Again, as with the fans at Ebbets Field, we encounter that special closeness between Jews and blacks, for baseball integration proceeded from the passion of a white Methodist Republican (Rickey), the foresight of a conservative Episcopalian governor (Thomas E. Dewey) and a Jewish counterstrike at anti-Semitism.

For a significant part of the 20th century organized medicine—the American Medical Association and the governing bodies at medical schools—sharply limited the number of Jews allowed into the lucrative business of doctoring. One reason was coldly economic. The WASPs at the top did not want to share the shekels—so to speak—with Jews. Another was irrationally emotional. Do we want to have leering Jews examining our naked Christian ladies?

The situation was particularly dramatic in New York City, where thousands of outstanding Jewish science students were routinely denied admission to medical schools, notably the ones affiliated with the Ivy bastions, Columbia and Cornell. As in Brooklyn, Jews made up a significant percentage of the voters in the city at large, and that was the wedge that various Jewish groups, led by the famous reform rabbi Stephen Wise, used to persuade the state legislature to hold hearings in 1944.

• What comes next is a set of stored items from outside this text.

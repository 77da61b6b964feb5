use chrono::NaiveDate;
use serde::{Deserialize, Serialize};

use super::labels::Labels;
use super::layout::{format_money_plain, format_quantity, percent_label, row_amount};
use crate::core::{CalculationMode, InvoiceHeader, InvoiceTotals, Language, WorkLog};

/// Options for the on-screen target.
#[derive(Debug, Clone, Copy)]
pub struct PreviewOptions {
    /// Show only the first N rows; totals still reflect the full dataset.
    pub max_rows: Option<usize>,
    /// Render the "Invoice Preview" heading.
    pub show_title: bool,
    /// Date stamped next to the invoice number (typically "today");
    /// omitted when `None`.
    pub issued_on: Option<NaiveDate>,
}

impl Default for PreviewOptions {
    fn default() -> Self {
        Self {
            max_rows: None,
            show_title: true,
            issued_on: None,
        }
    }
}

/// One rendered work-day row.
#[derive(Debug, Clone, PartialEq, Eq, Serialize, Deserialize)]
pub struct PreviewRow {
    /// 1-based position in the list.
    pub index: usize,
    /// Raw ISO date text, `"-"` when blank.
    pub date: String,
    /// Hour count; present only in hour mode.
    pub hours: Option<String>,
    /// Row amount, plain fixed-point.
    pub amount: String,
}

/// Gross / deduction / net block. Values carry their display sign:
/// the deduction is prefixed `-` in both targets.
#[derive(Debug, Clone, PartialEq, Eq, Serialize, Deserialize)]
pub struct TotalsBlock {
    pub gross_label: String,
    pub gross_value: String,
    pub deduction_label: String,
    pub deduction_value: String,
    pub net_label: String,
    pub net_value: String,
}

/// Structured description of the on-screen invoice preview.
#[derive(Debug, Clone, PartialEq, Eq, Serialize, Deserialize)]
pub struct PreviewDocument {
    pub title: Option<String>,
    /// Company name, `"Company"` fallback.
    pub company: String,
    /// `UTR: <value>` line; omitted when the field is blank.
    pub utr_line: Option<String>,
    /// `#` + invoice number, verbatim.
    pub invoice_number: String,
    /// Locale-formatted issue date, when requested.
    pub issued_on: Option<String>,
    pub from_label: String,
    pub from_value: String,
    pub to_label: String,
    pub to_value: String,
    pub period_label: String,
    /// `<start> - <end>` with `N/A` fallbacks, raw ISO text.
    pub period_value: String,
    /// Windowed rows; empty when the work-day list is empty.
    pub rows: Vec<PreviewRow>,
    pub totals: TotalsBlock,
}

/// Render the on-screen preview. Pure and stateless: the document is a
/// fresh value derived from the inputs, nothing is cached or diffed.
pub fn render_preview(
    header: &InvoiceHeader,
    log: &WorkLog,
    totals: &InvoiceTotals,
    language: Language,
    opts: &PreviewOptions,
) -> PreviewDocument {
    let t = Labels::for_language(language);
    let mode = log.mode();

    let window = opts.max_rows.unwrap_or(usize::MAX);
    let rows = log
        .days()
        .iter()
        .take(window)
        .enumerate()
        .map(|(i, day)| PreviewRow {
            index: i + 1,
            date: if day.date.is_empty() {
                "-".to_string()
            } else {
                day.date.clone()
            },
            hours: match mode {
                CalculationMode::ByDay => None,
                CalculationMode::ByHour => Some(format_quantity(day.hours)),
            },
            amount: format_money_plain(row_amount(mode, totals.unit_rate, day.hours)),
        })
        .collect();

    PreviewDocument {
        title: opts.show_title.then(|| t.preview.to_string()),
        company: fallback(&header.company_name, "Company"),
        utr_line: (!header.utr_number.is_empty()).then(|| format!("UTR: {}", header.utr_number)),
        invoice_number: format!("#{}", header.invoice_number),
        issued_on: opts.issued_on.map(|d| stamp_date(d, language)),
        from_label: t.from.to_string(),
        from_value: fallback(&header.company_name, "Company"),
        to_label: t.to.to_string(),
        to_value: fallback(&header.client_name, "Client"),
        period_label: t.period.to_string(),
        period_value: format!(
            "{} - {}",
            fallback(&header.start_date, "N/A"),
            fallback(&header.end_date, "N/A")
        ),
        rows,
        totals: TotalsBlock {
            gross_label: t.gross.to_string(),
            gross_value: format_money_plain(totals.gross),
            deduction_label: format!("{} ({})", t.cis, percent_label(totals.deduction_rate)),
            deduction_value: format!("-{}", format_money_plain(totals.deduction)),
            net_label: t.net.to_string(),
            net_value: format_money_plain(totals.net),
        },
    }
}

fn fallback(value: &str, placeholder: &str) -> String {
    if value.is_empty() {
        placeholder.to_string()
    } else {
        value.to_string()
    }
}

/// Issue-date stamp in the preview's locale convention:
/// en-GB `28/01/2026`, ro `28.01.2026`.
fn stamp_date(date: NaiveDate, language: Language) -> String {
    match language {
        Language::EnGb => date.format("%d/%m/%Y").to_string(),
        Language::Ro => date.format("%d.%m.%Y").to_string(),
    }
}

These proved to be a disaster for the Establishment bigots. One dean at Cornell Medical School said that of course a Jewish quota was in effect. No matter how many qualified Jews applied, no more than 5 percent of a freshman class “could be followers of the Hebrew religion.” The dean defended the quota with such stubborn arrogance that some listening to his words heard echoes of Hitlerism. Out of that came the drafting of the so-called Ives-Quinn law, which made job discrimination on the basis of race or religion a crime in New York State. (No mention of age or sex discrimination appeared. Those would have to wait for another time.) Soon journalists and others
were calling this new law, remarkable in its day, FEP, for Fair Employment Practices.

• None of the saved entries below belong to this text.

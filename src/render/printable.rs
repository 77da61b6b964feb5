use serde::{Deserialize, Serialize};

use super::layout::{
    format_date_display, format_money_gbp, format_quantity, percent_label, work_dates_range,
};
use super::preview::TotalsBlock;
use crate::core::{CalculationMode, InvoiceHeader, InvoiceTotals, WorkLog};

/// Meta box in the top-right corner of the printable invoice.
#[derive(Debug, Clone, PartialEq, Eq, Serialize, Deserialize)]
pub struct MetaBox {
    /// Invoice number, `"-"` when blank.
    pub invoice_number: String,
    /// Display-formatted invoice date: period end if present, else start.
    pub invoice_date: String,
    /// `<start> – <end>`, both display-formatted.
    pub period: String,
    /// UTR, `"-"` when blank.
    pub utr: String,
}

/// From / Bill To card.
#[derive(Debug, Clone, PartialEq, Eq, Serialize, Deserialize)]
pub struct PartyCard {
    pub title: String,
    /// Party name, `"-"` when blank.
    pub name: String,
}

/// The single summary row of the line-items table.
#[derive(Debug, Clone, PartialEq, Eq, Serialize, Deserialize)]
pub struct SummaryLine {
    /// `Labour services (daily)` or `(hourly)`.
    pub description: String,
    /// `Work dates: <first … last>` subtext.
    pub work_dates: String,
    /// Unit count, trailing zeros stripped.
    pub quantity: String,
    /// Unit rate, grouped GBP.
    pub rate: String,
    /// Gross, grouped GBP.
    pub amount: String,
}

/// Structured, layout-ready description of the downloadable invoice.
/// The PDF generator consumes this verbatim; any other paginated sink
/// (print dialog, HTML-to-print) can too.
#[derive(Debug, Clone, PartialEq, Eq, Serialize, Deserialize)]
pub struct PrintableDocument {
    /// Document title, always `INVOICE`.
    pub title: String,
    pub meta: MetaBox,
    pub from: PartyCard,
    pub bill_to: PartyCard,
    pub line_items: SummaryLine,
    pub totals: TotalsBlock,
    /// `Unit: Days • Total days: N` note under the totals.
    pub unit_note: String,
    pub footer: String,
}

/// Render the printable target. Same data, same computed values as the
/// preview — only the formatting convention differs (grouped GBP, display
/// dates). Fixed English copy; the printable invoice is not localized.
pub fn render_printable(
    header: &InvoiceHeader,
    log: &WorkLog,
    totals: &InvoiceTotals,
) -> PrintableDocument {
    let (service, unit_label) = match log.mode() {
        CalculationMode::ByDay => ("Labour services (daily)", "Days"),
        CalculationMode::ByHour => ("Labour services (hourly)", "Hours"),
    };

    // Invoice date resolves to whichever period bound is set first: end,
    // then start; both blank renders the placeholder.
    let invoice_date_source = if header.end_date.is_empty() {
        header.start_date.as_str()
    } else {
        header.end_date.as_str()
    };

    let quantity = format_quantity(totals.unit_count);

    PrintableDocument {
        title: "INVOICE".to_string(),
        meta: MetaBox {
            invoice_number: dash_fallback(&header.invoice_number),
            invoice_date: format_date_display(invoice_date_source),
            period: format!(
                "{} – {}",
                format_date_display(&header.start_date),
                format_date_display(&header.end_date)
            ),
            utr: dash_fallback(&header.utr_number),
        },
        from: PartyCard {
            title: "From".to_string(),
            name: dash_fallback(&header.company_name),
        },
        bill_to: PartyCard {
            title: "Bill To".to_string(),
            name: dash_fallback(&header.client_name),
        },
        line_items: SummaryLine {
            description: service.to_string(),
            work_dates: format!("Work dates: {}", work_dates_range(log.days())),
            quantity: quantity.clone(),
            rate: format_money_gbp(totals.unit_rate),
            amount: format_money_gbp(totals.gross),
        },
        totals: TotalsBlock {
            gross_label: "Gross".to_string(),
            gross_value: format_money_gbp(totals.gross),
            deduction_label: format!(
                "CIS Deduction ({})",
                percent_label(totals.deduction_rate)
            ),
            deduction_value: format!("- {}", format_money_gbp(totals.deduction)),
            net_label: "Net Payable".to_string(),
            net_value: format_money_gbp(totals.net),
        },
        unit_note: format!(
            "Unit: {unit_label} • Total {}: {quantity}",
            unit_label.to_lowercase()
        ),
        footer: "Generated by CIS Invoice Calculator".to_string(),
    }
}

fn dash_fallback(value: &str) -> String {
    if value.is_empty() {
        "-".to_string()
    } else {
        value.to_string()
    }
}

Governor Dewey signed the FEP bill on March 12, 1945, using 22 pens during a crowded ceremony at the Red Room of the state capitol in Albany. The right-wing columnist Westbrook Pegler furiously attacked the new law as “pernicious heresy against the ancient privilege of human beings to hate.” But the Federal Council of [Protestant] Churches; the American Jewish Congress; the Roman Catholic archbishop of Boston, Richard J. Cushing; and Thurgood Marshall of the NAACP figuratively cheered.

A prominent black news photographer, the late Alfredo “Chick” Solomon, covered the 22-pen signing and drove 150 miles at high (and probably illegal) speed from the state capitol to the Hotel Theresa in Harlem, where quite coincidentally officials of the Negro National League were holding a routine meeting. Chick Solomon was exultant. He brought copies of the new law with him. “Listen everybody,” he said, “the law is on our side now, doesn’t mean we’re gonna make Christians out of the bastards who run the major leagues. But at least there’s nothing now that can stop a black ballplayer from going up and demanding a tryout.”

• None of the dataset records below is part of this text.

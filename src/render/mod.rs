//! Document assembly: the deterministic mapping from invoice data to a
//! structured, renderable document.
//!
//! Two targets consume the same data model at different fidelity:
//!
//! - [`render_preview`] — the on-screen surface: raw ISO dates, plain
//!   fixed-point money, optional row windowing, localized labels.
//! - [`render_printable`] — the downloadable document: display dates,
//!   grouped en-GB currency, work-date range summarization, fixed English
//!   copy.
//!
//! Both are pure, stateless transformations; they agree byte-for-byte on
//! every computed monetary value and differ only in typography and layout.

pub mod labels;
pub mod layout;
mod preview;
mod printable;

pub use labels::Labels;
pub use preview::{PreviewDocument, PreviewOptions, PreviewRow, TotalsBlock, render_preview};
pub use printable::{
    MetaBox, PartyCard, PrintableDocument, SummaryLine, render_printable,
};
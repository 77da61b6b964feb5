//! Target-independent layout rules: per-row amounts, monetary and date
//! formatting, and work-date range summarization.
//!
//! The two render targets deliberately use different monetary conventions:
//! the on-screen preview prints plain fixed-point (`£232.50`), the printable
//! target prints en-GB grouped currency (`£1,232.50`). Both round the same
//! way, so they agree on every computed value.

use rust_decimal::{Decimal, RoundingStrategy};

use crate::core::{CalculationMode, WorkDay};

/// Amount for a single work-day row: the unit rate itself in day mode,
/// rate × hours in hour mode. Recomputed per row; in day mode every row
/// equals the unit rate, in hour mode the row amounts sum to gross.
pub fn row_amount(mode: CalculationMode, unit_rate: Decimal, hours: Decimal) -> Decimal {
    match mode {
        CalculationMode::ByDay => unit_rate,
        CalculationMode::ByHour => unit_rate * hours,
    }
}

/// Round to 2 decimal places for display, half away from zero.
fn round_money(value: Decimal) -> Decimal {
    value.round_dp_with_strategy(2, RoundingStrategy::MidpointAwayFromZero)
}

/// Plain fixed-point money: `£` + 2dp, no grouping. Preview convention;
/// negatives keep the arithmetic sign after the symbol (`£-46.50`).
pub fn format_money_plain(value: Decimal) -> String {
    format!("£{:.2}", round_money(value))
}

/// en-GB currency style: thousands grouping, symbol first, minus before the
/// symbol (`-£1,234.56`). Printable convention.
pub fn format_money_gbp(value: Decimal) -> String {
    let rounded = round_money(value);
    let negative = rounded.is_sign_negative();
    let text = format!("{:.2}", rounded.abs());
    let (int_part, frac_part) = text.split_once('.').unwrap_or((text.as_str(), "00"));

    let mut grouped = String::with_capacity(int_part.len() + int_part.len() / 3);
    for (i, c) in int_part.chars().enumerate() {
        if i > 0 && (int_part.len() - i) % 3 == 0 {
            grouped.push(',');
        }
        grouped.push(c);
    }

    if negative {
        format!("-£{grouped}.{frac_part}")
    } else {
        format!("£{grouped}.{frac_part}")
    }
}

/// Unit counts for display: trailing zeros stripped (`3`, `15.5`).
pub fn format_quantity(value: Decimal) -> String {
    value.normalize().to_string()
}

/// ISO `YYYY-MM-DD` → display form `DD/MM/YYYY`. Empty input yields the
/// `"-"` placeholder; anything not matching the strict 4-2-2 digit pattern
/// passes through unchanged (defensive fallback, not an error).
pub fn format_date_display(date: &str) -> String {
    if date.is_empty() {
        return "-".to_string();
    }
    if !is_iso_shaped(date) {
        return date.to_string();
    }
    format!("{}/{}/{}", &date[8..10], &date[5..7], &date[0..4])
}

/// Strict shape check: `dddd-dd-dd`, ASCII digits only.
fn is_iso_shaped(date: &str) -> bool {
    let b = date.as_bytes();
    b.len() == 10
        && b[4] == b'-'
        && b[7] == b'-'
        && b.iter()
            .enumerate()
            .all(|(i, c)| matches!(i, 4 | 7) || c.is_ascii_digit())
}

/// First and last entries' display dates joined by an ellipsis separator,
/// in current list order — not date-sorted. Callers wanting chronological
/// order must sort before rendering. Empty list yields `"-"`.
pub fn work_dates_range(days: &[WorkDay]) -> String {
    match (days.first(), days.last()) {
        (Some(first), Some(last)) => format!(
            "{} … {}",
            format_date_display(&first.date),
            format_date_display(&last.date)
        ),
        _ => "-".to_string(),
    }
}

/// Deduction-rate caption: `0.20` → `"20%"`.
pub fn percent_label(rate: Decimal) -> String {
    format!("{}%", (rate * Decimal::from(100)).normalize())
}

Solomon’s view of the power of the law proved optimistic. Change did not come in a rush. (It was not until 10 years later, for example, that the New York Yankees employed their first black major leaguer, the redoubtable catcher Elston Howard. (I have not known a finer gentleman in the game.)

♦ ♦ ♦ ♦ ♦

I FIRST HEARD ABOUT the 1945 baseball meeting at which Rickey was excoriated from his grandson, Branch B. Rickey, then president of the Pacific Coast League and himself a man of considerable eloquence. On the night of September 23, 1997, in the sedate college town of
Princeton, New Jersey, Arnold Rampersad, then Woodrow Wilson Professor of Literature and African-American Studies, organized a campus evening called “Remembering Branch Rickey.” Rampersad, who was born in the island state of Trinidad and Tobago, had written a well-received biography of the poet Langston Hughes and then a life of Jackie Robinson, authorized and to some extent controlled by Rachel Robinson, Jack’s strong-willed widow. As Jacqueline Kennedy earlier demonstrated, the influence of a willful widow on the posthumous biography of a hero husband exemplifies the term “mixed blessing.”